* _EXTRACTED RECORDS_
------------------------------------

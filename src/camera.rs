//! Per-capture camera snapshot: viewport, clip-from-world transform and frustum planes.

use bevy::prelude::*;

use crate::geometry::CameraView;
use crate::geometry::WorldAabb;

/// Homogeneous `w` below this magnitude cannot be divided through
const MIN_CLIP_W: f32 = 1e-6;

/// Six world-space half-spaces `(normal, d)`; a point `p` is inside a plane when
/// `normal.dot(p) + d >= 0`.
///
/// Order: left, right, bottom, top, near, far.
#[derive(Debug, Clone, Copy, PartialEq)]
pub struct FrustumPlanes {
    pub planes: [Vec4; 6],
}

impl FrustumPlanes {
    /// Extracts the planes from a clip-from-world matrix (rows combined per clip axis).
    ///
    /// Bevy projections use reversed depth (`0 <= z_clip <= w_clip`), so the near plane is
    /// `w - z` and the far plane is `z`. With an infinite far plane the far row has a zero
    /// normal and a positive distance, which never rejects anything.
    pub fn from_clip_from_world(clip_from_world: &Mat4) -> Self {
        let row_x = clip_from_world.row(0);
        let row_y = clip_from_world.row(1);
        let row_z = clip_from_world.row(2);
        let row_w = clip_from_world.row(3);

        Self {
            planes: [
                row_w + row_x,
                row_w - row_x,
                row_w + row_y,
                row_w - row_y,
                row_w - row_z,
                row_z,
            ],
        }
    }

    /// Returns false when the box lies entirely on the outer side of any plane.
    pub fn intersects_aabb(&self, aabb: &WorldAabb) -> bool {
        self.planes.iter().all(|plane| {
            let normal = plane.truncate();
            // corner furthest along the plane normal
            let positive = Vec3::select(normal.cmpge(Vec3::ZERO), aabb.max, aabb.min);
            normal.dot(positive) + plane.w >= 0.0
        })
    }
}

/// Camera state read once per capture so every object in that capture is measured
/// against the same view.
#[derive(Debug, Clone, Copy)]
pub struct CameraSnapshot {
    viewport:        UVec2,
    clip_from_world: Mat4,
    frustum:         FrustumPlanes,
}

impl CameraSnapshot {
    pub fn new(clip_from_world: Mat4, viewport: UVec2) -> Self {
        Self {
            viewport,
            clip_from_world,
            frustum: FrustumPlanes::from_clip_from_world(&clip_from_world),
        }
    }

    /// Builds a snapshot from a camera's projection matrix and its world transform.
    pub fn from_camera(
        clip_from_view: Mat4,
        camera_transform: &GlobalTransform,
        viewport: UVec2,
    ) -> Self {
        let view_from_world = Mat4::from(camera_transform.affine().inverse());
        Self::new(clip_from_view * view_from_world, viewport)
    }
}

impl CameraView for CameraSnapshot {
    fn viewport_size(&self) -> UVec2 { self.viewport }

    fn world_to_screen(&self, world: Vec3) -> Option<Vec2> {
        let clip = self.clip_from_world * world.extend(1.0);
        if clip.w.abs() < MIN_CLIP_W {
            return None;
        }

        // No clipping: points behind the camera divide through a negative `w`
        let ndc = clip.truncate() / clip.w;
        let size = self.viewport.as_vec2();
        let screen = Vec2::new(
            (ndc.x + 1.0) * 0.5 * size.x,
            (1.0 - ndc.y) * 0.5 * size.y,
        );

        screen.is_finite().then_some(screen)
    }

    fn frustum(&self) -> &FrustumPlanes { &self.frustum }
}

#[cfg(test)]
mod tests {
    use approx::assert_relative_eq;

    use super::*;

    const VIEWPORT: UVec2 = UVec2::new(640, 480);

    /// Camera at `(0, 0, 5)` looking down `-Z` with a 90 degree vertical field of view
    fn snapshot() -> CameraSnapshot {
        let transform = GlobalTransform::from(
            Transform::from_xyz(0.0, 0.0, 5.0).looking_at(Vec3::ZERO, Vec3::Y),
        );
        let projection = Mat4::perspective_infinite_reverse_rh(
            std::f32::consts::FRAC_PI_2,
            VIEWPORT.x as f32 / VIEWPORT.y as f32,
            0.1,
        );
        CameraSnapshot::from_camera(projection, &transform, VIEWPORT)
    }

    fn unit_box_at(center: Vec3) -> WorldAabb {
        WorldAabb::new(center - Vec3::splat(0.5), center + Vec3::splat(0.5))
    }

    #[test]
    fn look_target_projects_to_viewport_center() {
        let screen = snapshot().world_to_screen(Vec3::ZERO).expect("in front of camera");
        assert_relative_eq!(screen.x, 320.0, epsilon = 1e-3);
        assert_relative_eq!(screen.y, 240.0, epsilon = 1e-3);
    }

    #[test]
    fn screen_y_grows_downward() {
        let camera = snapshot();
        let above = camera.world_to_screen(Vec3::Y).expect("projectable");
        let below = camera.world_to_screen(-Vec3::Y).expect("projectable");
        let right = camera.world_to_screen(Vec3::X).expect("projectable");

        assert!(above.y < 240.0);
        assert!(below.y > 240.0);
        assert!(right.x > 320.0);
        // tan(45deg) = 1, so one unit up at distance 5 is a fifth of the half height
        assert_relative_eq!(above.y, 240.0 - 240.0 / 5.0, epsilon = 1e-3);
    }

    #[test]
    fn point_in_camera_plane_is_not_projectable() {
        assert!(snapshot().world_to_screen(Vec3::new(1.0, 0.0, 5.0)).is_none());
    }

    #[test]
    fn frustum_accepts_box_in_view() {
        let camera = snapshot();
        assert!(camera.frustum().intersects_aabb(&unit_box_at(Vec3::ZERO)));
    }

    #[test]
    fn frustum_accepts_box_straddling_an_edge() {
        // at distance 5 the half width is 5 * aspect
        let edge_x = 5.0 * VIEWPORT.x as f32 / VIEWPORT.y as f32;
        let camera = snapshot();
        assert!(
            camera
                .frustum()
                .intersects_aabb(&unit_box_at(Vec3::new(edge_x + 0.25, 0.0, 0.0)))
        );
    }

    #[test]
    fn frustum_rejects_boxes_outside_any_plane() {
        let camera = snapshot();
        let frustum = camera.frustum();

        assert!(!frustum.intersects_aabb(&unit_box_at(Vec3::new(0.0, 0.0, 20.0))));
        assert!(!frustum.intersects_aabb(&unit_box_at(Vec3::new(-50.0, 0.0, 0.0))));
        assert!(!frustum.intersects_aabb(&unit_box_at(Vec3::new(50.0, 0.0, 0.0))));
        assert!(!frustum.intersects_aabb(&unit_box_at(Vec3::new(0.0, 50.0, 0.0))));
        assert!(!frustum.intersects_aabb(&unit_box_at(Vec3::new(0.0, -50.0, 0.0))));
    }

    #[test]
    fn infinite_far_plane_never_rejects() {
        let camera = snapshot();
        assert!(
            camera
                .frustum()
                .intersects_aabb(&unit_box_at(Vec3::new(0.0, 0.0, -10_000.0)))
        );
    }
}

------------------------------------

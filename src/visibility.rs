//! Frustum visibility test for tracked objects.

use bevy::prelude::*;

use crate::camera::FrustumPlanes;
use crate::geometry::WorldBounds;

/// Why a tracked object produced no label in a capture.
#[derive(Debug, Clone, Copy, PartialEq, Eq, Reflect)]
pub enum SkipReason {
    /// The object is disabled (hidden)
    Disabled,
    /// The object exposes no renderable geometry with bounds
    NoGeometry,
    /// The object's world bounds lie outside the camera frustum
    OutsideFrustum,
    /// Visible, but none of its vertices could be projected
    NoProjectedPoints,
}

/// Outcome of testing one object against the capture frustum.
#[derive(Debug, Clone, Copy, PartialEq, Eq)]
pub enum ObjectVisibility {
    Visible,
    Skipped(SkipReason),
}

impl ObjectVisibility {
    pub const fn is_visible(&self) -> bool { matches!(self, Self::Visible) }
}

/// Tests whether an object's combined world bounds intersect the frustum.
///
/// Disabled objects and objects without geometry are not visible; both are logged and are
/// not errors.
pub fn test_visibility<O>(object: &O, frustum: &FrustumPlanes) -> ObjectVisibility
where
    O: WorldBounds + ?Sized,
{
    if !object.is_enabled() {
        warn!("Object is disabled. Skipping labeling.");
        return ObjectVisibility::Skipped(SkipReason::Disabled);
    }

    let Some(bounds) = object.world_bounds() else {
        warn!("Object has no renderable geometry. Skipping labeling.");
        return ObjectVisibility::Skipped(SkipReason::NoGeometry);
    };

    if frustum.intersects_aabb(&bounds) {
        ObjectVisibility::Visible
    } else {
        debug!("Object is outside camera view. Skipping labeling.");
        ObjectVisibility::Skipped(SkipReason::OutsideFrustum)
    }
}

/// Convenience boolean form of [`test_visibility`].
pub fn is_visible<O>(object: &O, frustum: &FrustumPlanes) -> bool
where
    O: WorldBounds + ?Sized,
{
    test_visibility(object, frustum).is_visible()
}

------------------------------------

* _TASK DIRECTIONS_
I need every line of the data that has the word "FrustumPlanes"; please list them.

* _OUTPUT FOR THIS TASK_
pub struct FrustumPlanes {
impl FrustumPlanes {
    frustum:         FrustumPlanes,
            frustum: FrustumPlanes::from_clip_from_world(&clip_from_world),
    fn frustum(&self) -> &FrustumPlanes { &self.frustum }
use crate::camera::FrustumPlanes;
pub fn test_visibility<O>(object: &O, frustum: &FrustumPlanes) -> ObjectVisibility
pub fn is_visible<O>(object: &O, frustum: &FrustumPlanes) -> bool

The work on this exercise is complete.